◆ **Records for processing**

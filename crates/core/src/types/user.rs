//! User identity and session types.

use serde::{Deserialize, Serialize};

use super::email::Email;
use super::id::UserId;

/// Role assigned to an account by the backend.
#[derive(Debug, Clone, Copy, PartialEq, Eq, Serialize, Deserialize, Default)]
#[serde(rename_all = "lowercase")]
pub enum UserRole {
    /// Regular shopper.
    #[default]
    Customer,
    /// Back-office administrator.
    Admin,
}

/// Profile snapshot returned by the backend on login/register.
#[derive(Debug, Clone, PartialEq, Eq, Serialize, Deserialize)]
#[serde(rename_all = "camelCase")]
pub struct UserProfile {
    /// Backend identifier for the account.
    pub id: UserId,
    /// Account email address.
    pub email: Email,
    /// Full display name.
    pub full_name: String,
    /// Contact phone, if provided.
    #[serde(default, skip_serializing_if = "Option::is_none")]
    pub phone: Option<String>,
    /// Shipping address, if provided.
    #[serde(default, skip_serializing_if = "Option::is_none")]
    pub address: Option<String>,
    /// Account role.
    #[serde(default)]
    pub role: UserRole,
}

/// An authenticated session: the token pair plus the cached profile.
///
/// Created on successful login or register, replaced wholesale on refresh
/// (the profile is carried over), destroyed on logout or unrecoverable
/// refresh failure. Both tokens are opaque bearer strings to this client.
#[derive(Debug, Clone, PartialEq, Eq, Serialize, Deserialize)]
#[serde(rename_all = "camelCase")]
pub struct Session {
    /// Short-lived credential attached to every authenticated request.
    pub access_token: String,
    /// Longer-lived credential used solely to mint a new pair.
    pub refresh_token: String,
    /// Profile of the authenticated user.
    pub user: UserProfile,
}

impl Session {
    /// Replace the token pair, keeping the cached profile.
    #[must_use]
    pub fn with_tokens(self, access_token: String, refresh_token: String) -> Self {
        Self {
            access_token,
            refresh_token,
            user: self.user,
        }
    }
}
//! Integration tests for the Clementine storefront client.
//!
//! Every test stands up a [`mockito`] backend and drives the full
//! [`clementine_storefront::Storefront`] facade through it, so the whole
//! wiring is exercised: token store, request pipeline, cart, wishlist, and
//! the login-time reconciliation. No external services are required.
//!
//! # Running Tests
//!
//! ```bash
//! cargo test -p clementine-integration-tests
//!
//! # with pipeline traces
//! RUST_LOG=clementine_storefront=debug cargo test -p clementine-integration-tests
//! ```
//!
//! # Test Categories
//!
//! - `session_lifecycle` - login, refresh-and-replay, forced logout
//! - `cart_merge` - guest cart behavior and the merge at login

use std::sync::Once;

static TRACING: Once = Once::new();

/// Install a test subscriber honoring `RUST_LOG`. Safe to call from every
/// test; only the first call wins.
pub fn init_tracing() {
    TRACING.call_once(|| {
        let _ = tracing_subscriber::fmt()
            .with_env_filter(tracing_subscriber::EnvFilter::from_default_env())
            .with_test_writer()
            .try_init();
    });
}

==

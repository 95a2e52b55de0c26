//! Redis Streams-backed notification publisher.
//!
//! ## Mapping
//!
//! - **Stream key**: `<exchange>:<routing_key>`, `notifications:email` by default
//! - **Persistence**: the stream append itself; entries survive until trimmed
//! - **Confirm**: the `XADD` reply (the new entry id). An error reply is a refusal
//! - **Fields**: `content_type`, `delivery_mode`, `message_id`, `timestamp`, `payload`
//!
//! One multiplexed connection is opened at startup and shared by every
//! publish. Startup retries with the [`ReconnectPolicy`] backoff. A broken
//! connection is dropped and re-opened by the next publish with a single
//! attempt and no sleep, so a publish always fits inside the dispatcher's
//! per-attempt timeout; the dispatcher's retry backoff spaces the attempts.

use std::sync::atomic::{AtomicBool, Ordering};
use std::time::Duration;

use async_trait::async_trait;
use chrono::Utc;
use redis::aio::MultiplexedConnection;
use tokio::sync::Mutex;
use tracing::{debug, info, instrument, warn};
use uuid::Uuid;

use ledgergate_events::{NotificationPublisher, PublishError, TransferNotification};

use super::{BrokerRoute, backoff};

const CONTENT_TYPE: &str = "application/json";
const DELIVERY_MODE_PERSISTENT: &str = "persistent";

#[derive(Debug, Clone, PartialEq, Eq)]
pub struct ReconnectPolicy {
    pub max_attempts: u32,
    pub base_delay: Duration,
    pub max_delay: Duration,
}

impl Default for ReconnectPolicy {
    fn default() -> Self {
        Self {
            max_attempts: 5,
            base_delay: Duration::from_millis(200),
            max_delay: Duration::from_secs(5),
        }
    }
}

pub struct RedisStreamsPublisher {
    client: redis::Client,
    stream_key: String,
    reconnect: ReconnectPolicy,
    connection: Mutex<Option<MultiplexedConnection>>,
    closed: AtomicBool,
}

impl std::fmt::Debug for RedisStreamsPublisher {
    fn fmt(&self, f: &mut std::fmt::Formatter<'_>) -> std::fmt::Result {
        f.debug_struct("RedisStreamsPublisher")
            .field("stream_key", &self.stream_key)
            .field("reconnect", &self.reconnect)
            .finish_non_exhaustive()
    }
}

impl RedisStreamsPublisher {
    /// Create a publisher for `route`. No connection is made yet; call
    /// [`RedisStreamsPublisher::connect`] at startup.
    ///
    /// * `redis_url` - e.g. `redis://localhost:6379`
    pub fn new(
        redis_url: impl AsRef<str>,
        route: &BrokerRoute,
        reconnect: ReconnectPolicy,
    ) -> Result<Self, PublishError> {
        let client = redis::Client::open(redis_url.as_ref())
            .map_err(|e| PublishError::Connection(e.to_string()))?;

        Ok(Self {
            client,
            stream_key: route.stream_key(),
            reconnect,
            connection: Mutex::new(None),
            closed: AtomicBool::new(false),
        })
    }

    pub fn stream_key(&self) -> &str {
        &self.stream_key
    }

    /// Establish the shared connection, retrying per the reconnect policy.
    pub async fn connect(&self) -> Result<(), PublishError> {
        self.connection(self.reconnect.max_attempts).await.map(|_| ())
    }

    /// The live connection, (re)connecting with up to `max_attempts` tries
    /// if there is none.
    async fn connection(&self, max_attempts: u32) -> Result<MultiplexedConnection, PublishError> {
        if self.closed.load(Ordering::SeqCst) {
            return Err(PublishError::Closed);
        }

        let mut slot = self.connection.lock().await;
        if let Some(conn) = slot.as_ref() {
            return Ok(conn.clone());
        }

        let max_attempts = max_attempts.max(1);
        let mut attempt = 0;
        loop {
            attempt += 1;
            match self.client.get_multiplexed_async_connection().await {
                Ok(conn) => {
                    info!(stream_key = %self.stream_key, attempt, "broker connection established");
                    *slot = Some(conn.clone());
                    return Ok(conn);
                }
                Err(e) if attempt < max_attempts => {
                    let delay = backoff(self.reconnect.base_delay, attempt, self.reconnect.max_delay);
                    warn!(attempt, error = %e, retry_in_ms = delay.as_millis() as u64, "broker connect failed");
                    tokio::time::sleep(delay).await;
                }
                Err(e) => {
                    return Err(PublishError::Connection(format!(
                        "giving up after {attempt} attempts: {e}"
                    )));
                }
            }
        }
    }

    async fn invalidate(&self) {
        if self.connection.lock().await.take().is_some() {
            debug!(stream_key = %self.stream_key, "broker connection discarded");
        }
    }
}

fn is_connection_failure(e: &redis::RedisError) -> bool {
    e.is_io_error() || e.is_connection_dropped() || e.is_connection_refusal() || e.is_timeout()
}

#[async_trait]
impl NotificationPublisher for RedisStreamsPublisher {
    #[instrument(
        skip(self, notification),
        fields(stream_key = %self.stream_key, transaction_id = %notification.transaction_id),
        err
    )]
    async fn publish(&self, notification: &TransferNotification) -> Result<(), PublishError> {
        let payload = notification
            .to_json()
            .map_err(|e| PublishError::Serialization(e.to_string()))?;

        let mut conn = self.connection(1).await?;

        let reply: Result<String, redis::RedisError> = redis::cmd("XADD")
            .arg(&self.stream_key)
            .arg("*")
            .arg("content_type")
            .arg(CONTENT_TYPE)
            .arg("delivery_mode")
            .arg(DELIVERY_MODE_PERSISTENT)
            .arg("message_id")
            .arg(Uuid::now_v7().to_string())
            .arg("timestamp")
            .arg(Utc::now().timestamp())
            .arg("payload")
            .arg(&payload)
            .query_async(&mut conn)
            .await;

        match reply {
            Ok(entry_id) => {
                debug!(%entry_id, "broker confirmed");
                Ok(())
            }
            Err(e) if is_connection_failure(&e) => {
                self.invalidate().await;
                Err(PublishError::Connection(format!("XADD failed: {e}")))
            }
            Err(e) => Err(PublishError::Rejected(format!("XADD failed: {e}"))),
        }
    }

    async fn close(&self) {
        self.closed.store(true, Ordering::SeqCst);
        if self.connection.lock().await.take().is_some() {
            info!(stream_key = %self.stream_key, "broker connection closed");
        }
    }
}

◆ **Task item**
Copy out all lines of the listing where the word "BrokerRoute" appears.

◆ **Solution to the exercise**
use super::{BrokerRoute, backoff};
        route: &BrokerRoute,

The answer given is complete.